[Stored items]
▬▬▬
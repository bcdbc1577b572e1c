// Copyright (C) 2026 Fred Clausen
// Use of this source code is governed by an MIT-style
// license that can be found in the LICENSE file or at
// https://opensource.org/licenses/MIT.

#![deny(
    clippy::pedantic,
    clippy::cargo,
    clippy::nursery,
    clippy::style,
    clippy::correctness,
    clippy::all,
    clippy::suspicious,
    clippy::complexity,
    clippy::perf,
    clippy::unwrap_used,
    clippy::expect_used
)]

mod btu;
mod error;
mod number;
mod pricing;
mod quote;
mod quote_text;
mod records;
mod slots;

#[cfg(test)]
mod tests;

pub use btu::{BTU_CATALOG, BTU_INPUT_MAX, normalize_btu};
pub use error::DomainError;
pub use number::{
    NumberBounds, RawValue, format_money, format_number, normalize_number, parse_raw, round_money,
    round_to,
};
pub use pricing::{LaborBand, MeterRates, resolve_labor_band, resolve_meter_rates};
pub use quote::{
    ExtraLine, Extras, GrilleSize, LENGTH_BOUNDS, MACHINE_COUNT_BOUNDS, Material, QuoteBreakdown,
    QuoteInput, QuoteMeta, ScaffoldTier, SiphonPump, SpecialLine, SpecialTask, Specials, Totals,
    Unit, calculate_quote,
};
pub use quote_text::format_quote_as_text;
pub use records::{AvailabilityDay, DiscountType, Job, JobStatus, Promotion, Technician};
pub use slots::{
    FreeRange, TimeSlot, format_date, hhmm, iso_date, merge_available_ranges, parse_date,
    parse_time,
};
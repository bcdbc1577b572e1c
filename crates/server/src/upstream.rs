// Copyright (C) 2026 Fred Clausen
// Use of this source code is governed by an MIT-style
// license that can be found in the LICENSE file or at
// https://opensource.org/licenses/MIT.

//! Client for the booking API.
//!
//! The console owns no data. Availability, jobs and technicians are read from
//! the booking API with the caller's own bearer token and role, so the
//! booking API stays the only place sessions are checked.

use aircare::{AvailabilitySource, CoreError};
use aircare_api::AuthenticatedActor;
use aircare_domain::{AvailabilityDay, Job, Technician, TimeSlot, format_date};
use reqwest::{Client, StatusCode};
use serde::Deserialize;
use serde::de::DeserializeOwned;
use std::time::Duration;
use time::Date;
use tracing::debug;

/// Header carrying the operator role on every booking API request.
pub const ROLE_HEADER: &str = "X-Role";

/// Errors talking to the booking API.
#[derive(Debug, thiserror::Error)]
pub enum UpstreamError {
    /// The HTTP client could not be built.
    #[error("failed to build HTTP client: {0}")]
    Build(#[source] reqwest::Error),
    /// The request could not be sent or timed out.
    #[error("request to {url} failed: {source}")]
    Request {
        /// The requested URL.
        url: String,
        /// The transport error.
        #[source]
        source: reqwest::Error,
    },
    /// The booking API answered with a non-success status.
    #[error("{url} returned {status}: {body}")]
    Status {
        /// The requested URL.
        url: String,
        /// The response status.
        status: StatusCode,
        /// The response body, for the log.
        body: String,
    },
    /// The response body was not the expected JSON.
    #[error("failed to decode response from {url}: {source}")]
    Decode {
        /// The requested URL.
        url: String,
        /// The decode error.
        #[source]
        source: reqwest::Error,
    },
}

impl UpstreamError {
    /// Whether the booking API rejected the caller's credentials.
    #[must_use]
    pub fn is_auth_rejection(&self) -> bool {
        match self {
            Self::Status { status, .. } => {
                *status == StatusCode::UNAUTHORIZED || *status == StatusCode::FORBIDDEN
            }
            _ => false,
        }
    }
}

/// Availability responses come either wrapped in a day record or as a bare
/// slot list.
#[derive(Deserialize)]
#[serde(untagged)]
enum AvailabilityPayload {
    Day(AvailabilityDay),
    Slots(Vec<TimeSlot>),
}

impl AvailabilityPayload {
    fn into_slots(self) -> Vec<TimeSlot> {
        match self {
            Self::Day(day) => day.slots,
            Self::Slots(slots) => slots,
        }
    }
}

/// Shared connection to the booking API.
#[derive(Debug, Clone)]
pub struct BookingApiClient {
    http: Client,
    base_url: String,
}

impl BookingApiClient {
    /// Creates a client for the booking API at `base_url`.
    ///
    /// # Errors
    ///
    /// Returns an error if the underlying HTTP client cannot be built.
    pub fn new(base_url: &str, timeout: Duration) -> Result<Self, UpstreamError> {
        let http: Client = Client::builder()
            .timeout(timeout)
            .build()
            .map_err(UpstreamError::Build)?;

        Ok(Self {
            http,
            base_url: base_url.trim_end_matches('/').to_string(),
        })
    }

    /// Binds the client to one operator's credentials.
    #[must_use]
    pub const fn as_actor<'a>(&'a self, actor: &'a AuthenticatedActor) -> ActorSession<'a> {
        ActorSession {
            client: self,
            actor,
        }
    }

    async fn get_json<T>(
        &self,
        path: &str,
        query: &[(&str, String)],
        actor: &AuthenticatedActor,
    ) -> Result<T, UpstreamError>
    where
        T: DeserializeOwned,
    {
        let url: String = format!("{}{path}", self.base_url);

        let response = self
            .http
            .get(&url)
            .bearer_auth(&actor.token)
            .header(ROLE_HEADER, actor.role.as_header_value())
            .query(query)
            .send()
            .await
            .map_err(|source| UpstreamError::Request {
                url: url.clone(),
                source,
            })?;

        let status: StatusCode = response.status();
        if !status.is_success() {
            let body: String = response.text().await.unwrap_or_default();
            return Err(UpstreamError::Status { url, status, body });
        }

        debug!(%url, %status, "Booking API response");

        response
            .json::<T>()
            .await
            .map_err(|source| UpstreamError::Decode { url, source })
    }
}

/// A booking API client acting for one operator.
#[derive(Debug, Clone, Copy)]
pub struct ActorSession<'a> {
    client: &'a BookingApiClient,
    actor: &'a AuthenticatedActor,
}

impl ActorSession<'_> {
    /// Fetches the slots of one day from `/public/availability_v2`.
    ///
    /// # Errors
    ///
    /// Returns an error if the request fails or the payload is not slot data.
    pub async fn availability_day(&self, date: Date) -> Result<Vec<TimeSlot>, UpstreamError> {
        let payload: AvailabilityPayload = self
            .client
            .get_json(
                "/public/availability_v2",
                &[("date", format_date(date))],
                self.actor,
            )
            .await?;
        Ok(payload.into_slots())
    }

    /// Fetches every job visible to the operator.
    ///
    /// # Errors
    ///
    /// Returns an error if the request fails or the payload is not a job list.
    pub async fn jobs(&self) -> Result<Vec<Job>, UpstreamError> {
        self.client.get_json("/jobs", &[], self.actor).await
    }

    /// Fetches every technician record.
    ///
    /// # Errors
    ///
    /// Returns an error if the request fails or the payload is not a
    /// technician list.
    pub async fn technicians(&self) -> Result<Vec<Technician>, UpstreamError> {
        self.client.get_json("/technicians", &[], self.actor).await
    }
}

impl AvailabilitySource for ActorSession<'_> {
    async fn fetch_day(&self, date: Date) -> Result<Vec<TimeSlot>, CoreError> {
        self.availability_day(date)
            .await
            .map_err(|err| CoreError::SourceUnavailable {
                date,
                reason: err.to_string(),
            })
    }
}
▬▬▬
All lines of the data that hold "fails" need to be copied.

**Response**:
    /// Returns an error if the request fails or the payload is not slot data.
    /// Returns an error if the request fails or the payload is not a job list.
    /// Returns an error if the request fails or the payload is not a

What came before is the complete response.